This depth and duration of response has opened up the paradigm of time-limited therapy, albeit in a small number of patients to date treated with venetoclax and rituximab and followed for up to 2 years off therapy without evidence of progression,21says Prof. Seymour.

So how will clinicians decide which therapy to use, and when?

Despite the advances in therapy, the appropriate sequencing of therapy remains in question.13 Determining who will get which treatment will ultimately come down to the clinical stage of the disease, symptoms of the patients, fitness of the patient, genetic risk factors of the leukaemia and the treatment situation – or line of treatment.13

Prof. Seymour explained more specifically about how the targeted therapies could fit into already established treatment routines. There are prognostic subgroups within CLL. The most adverse we can identify are those who have a low probability of responding to chemoimmunotherapy and a low probability of survival.

Specifically, those with a del(17p) who have loss of p53 function will probably be one group of patients in whom targeted therapies may be a frontline treatment option.9 In other patients, it will need to be worked out on a case-by-case basis, taking into consideration patient age, fitness and comorbidities.

Another consideration notes Prof. Seymour is the risk of inducing p53 mutations with specific treatment regimens. Using chemoimmunotherapy frontline may also select for p53 mutation, so this is another consideration for treatment order.22 In all, at a public-health level there will be consideration about the cost-benefit of treatment order which will take all of these factors into account.

Upon reflection, Prof. Seymour has optimism about the future of CLL because of our increased understanding of the treatment options we have available. With chemotherapy, it was a very crude and non-selective tool that was difficult to optimise because we didnt understand its exact mechanism of action.

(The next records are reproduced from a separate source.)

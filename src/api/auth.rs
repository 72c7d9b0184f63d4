use axum::extract::{Path, Query, State};
use axum::http::StatusCode;
use axum::Json;
use serde::Deserialize;
use serde_json::{json, Value};

use super::{AppState, AuthUser};
use crate::auth::policy::{authorize, Action};
use crate::error::{CmsError, Result};
use crate::models::{Role, User};
use crate::users::{self, LoginRequest, NewUser, RegisterRequest, UserUpdate};

pub(super) async fn login(
    State(state): State<AppState>,
    Json(req): Json<LoginRequest>,
) -> Result<Json<Value>> {
    if req.username.trim().is_empty() || req.password.is_empty() {
        return Err(CmsError::validation("Username and password are required"));
    }
    let user = state
        .db
        .call(move |conn| users::authenticate(conn, &req.username, &req.password))
        .await?;
    let token = state.tokens.issue(&user)?;
    Ok(Json(json!({ "access_token": token, "user": user })))
}

pub(super) async fn register(
    State(state): State<AppState>,
    Json(req): Json<RegisterRequest>,
) -> Result<(StatusCode, Json<Value>)> {
    let user = state.db.call(move |conn| users::register(conn, req)).await?;
    Ok((
        StatusCode::CREATED,
        Json(json!({ "message": "User registered successfully", "user": user })),
    ))
}

pub(super) async fn me(AuthUser(user): AuthUser) -> Json<User> {
    Json(user)
}

#[derive(Debug, Default, Deserialize)]
pub(super) struct UserQuery {
    role: Option<String>,
    page: Option<i64>,
    per_page: Option<i64>,
}

pub(super) async fn list_users(
    State(state): State<AppState>,
    user: AuthUser,
    Query(query): Query<UserQuery>,
) -> Result<Json<Value>> {
    authorize(&user.actor(), Action::ListUsers, None)?;
    let role = query
        .role
        .as_deref()
        .filter(|r| !r.is_empty())
        .map(str::parse::<Role>)
        .transpose()
        .map_err(CmsError::Validation)?;
    let page = state.pagination(query.page, query.per_page);
    let users = state
        .db
        .call(move |conn| users::list_users(conn, role, page))
        .await?;
    Ok(Json(users.into_json("users")))
}

pub(super) async fn get_user(
    State(state): State<AppState>,
    user: AuthUser,
    Path(id): Path<i64>,
) -> Result<Json<User>> {
    authorize(&user.actor(), Action::ViewUser, None)?;
    let found = state.db.call(move |conn| users::get_user(conn, id)).await?;
    Ok(Json(found))
}

pub(super) async fn create_user(
    State(state): State<AppState>,
    user: AuthUser,
    Json(input): Json<NewUser>,
) -> Result<(StatusCode, Json<User>)> {
    let actor = user.actor();
    let created = state
        .db
        .call(move |conn| users::create_user(conn, &actor, input))
        .await?;
    Ok((StatusCode::CREATED, Json(created)))
}

pub(super) async fn update_user(
    State(state): State<AppState>,
    user: AuthUser,
    Path(id): Path<i64>,
    Json(input): Json<UserUpdate>,
) -> Result<Json<User>> {
    let actor = user.actor();
    let updated = state
        .db
        .call(move |conn| users::update_user(conn, &actor, id, input))
        .await?;
    Ok(Json(updated))
}

pub(super) async fn delete_user(
    State(state): State<AppState>,
    user: AuthUser,
    Path(id): Path<i64>,
) -> Result<Json<Value>> {
    let actor = user.actor();
    state
        .db
        .call(move |conn| users::delete_user(conn, &actor, id))
        .await?;
    Ok(Json(json!({ "message": "User deleted successfully" })))
}
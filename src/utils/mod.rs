use rusqlite::{params, Connection, OptionalExtension};
use serde::{Deserialize, Deserializer};

use crate::error::Result;

pub mod markdown;

/// 无法生成别名时使用的占位值
pub const FALLBACK_SLUG: &str = "untitled";

/// 摘要长度（字符数）
pub const EXCERPT_LEN: usize = 150;

/// 从标题生成 URL 友好的别名，非 ASCII 字符会被音译
pub fn slugify(text: &str) -> String {
    let slug = slug::slugify(text);
    if slug.is_empty() {
        FALLBACK_SLUG.to_string()
    } else {
        slug
    }
}

/// 在指定表中为 `base` 找到第一个未被占用的别名：`base`、`base-1`、`base-2` ...
///
/// `exclude_id` 用于更新时忽略记录自身。`table` 只接受内部常量。
pub fn unique_slug(
    conn: &Connection,
    table: &str,
    base: &str,
    exclude_id: Option<i64>,
) -> Result<String> {
    let sql = format!("SELECT id FROM {table} WHERE slug = ?1 AND id != ?2");
    let mut stmt = conn.prepare_cached(&sql)?;
    let exclude = exclude_id.unwrap_or(-1);

    let mut candidate = base.to_string();
    let mut counter = 1;
    while stmt
        .query_row(params![candidate, exclude], |row| row.get::<_, i64>(0))
        .optional()?
        .is_some()
    {
        candidate = format!("{base}-{counter}");
        counter += 1;
    }
    Ok(candidate)
}

/// 把搜索词包装成 `LIKE` 的包含模式并转义通配符，配合 `ESCAPE '\'` 使用
pub fn escape_like(term: &str) -> String {
    let mut out = String::with_capacity(term.len() + 2);
    out.push('%');
    for c in term.chars() {
        if matches!(c, '%' | '_' | '\\') {
            out.push('\\');
        }
        out.push(c);
    }
    out.push('%');
    out
}

/// 从正文生成摘要：去掉标记后截取前 150 个字符
pub fn excerpt(content: &str) -> String {
    let text = markdown::plain_text(content);
    let text = text.trim();
    if text.chars().count() <= EXCERPT_LEN {
        return text.to_string();
    }
    let cut: String = text.chars().take(EXCERPT_LEN).collect();
    format!("{}...", cut.trim_end())
}

/// 去掉首尾空白，空字符串视为缺失
pub fn non_empty(value: Option<&str>) -> Option<String> {
    value
        .map(str::trim)
        .filter(|s| !s.is_empty())
        .map(str::to_string)
}

/// 区分“字段缺失”和“显式 null”：缺失为 `None`，null 为 `Some(None)`
///
/// 需要配合 `#[serde(default)]` 使用。
pub fn double_option<'de, T, D>(de: D) -> std::result::Result<Option<Option<T>>, D::Error>
where
    T: Deserialize<'de>,
    D: Deserializer<'de>,
{
    Option::<T>::deserialize(de).map(Some)
}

Looking forward, one of the major advantages of the targeted therapies is we have a very good understanding of how they work. This provides an advantage when it comes to designing rational combinations.9 Because we know they work, we might also be able to identify the mechanisms of resistance and target those preventatively.

 

This article was sponsored by AbbVie, which has no control over editorial content. The content is entirely independent and based on published studies and experts’ opinions, the views expressed are not necessarily those of AbbVie Pty Ltd.

References

  1. Abrisqueta P et al. Blood 2009;114(10):2044–2050.
  2. U.S. National Institutes of Health. ClinicalTrials.gov. Available from: https://clinicaltrials.gov/ct2/results?cond=CLL&term=&cntry1=&state1=&SearchAll=Search+all+studies&recrs= (accessed 9 July 2017).
  3. Freireich EJ et al. J Clin Oncol 2014;32(31):3463–3469.
  4. Jaglowski SM et al. Blood 2010;116(19):3705–3514.
  5. Robak T and Kasznicki M Leukemia 2002;16(6):1015–1027.
  6. Danilov AV Clin Ther 2013;35(9):1258–1270.
  7. Keating MJ et al. J Clin Oncol 2005;23(18):4079–4088.
  8. Tam CS et al. Blood 2008;112(4):975–980.
  9. Huber H et al. Onco Targets Ther 2017;10(645–656.
  10. Cramer P et al. Oncol Res Treat 2016;39(1-2):25–32.
  11. Mir MA. Medscape. Chronic lymphocytic leukemia (CLL) guidelines. Available from: http://emedicine.medscape.com/article/199313-guidelines (accessed 9 July 2017).
  12. Bachow SH and Lamanna N Curr Hematol Malig Rep 2016;11(1):61–70.
  13. Brown JR et al. ASCO University Meeting Library. CLL 2016. Available from: http://meetinglibrary.asco.org/record/50943/edbook – fulltext (accessed 9 July 2017).
  14. Li XL and Zhang CX Oncol Lett 2016;12(5):3051–3054.
  15. Goodman A. The ASCO Post. Updated data on treatment with ibrutinib and venetoclax in patients with CLL/SLL. Available from: https://clinicaltrials.gov/ct2/results?cond=CLL&term=&cntry1=&state1=&SearchAll=Search+all+studies&recrs= (accessed 9 July 2017).
  16. Byrd JC et al. Blood 2015;125(16):2497–2506.
  17. Woyach JA and Johnson AJ Blood 2015;126(4):471–477.
  18. Barrientos JC et al. J Clin Oncol 2015;33(15 (Suppl)):7011.
  19. ZYDELIG (idelalisib) Product Information, 1 February 2017.
  20. IMBRUVICA (ibrutinib) Product Information, 29 November 2016.
  21. Seymour JF et al. Lancet Oncol 2017;18(2):230–240.
  22. Rossi D et al. Blood 2014;123:2139–2147.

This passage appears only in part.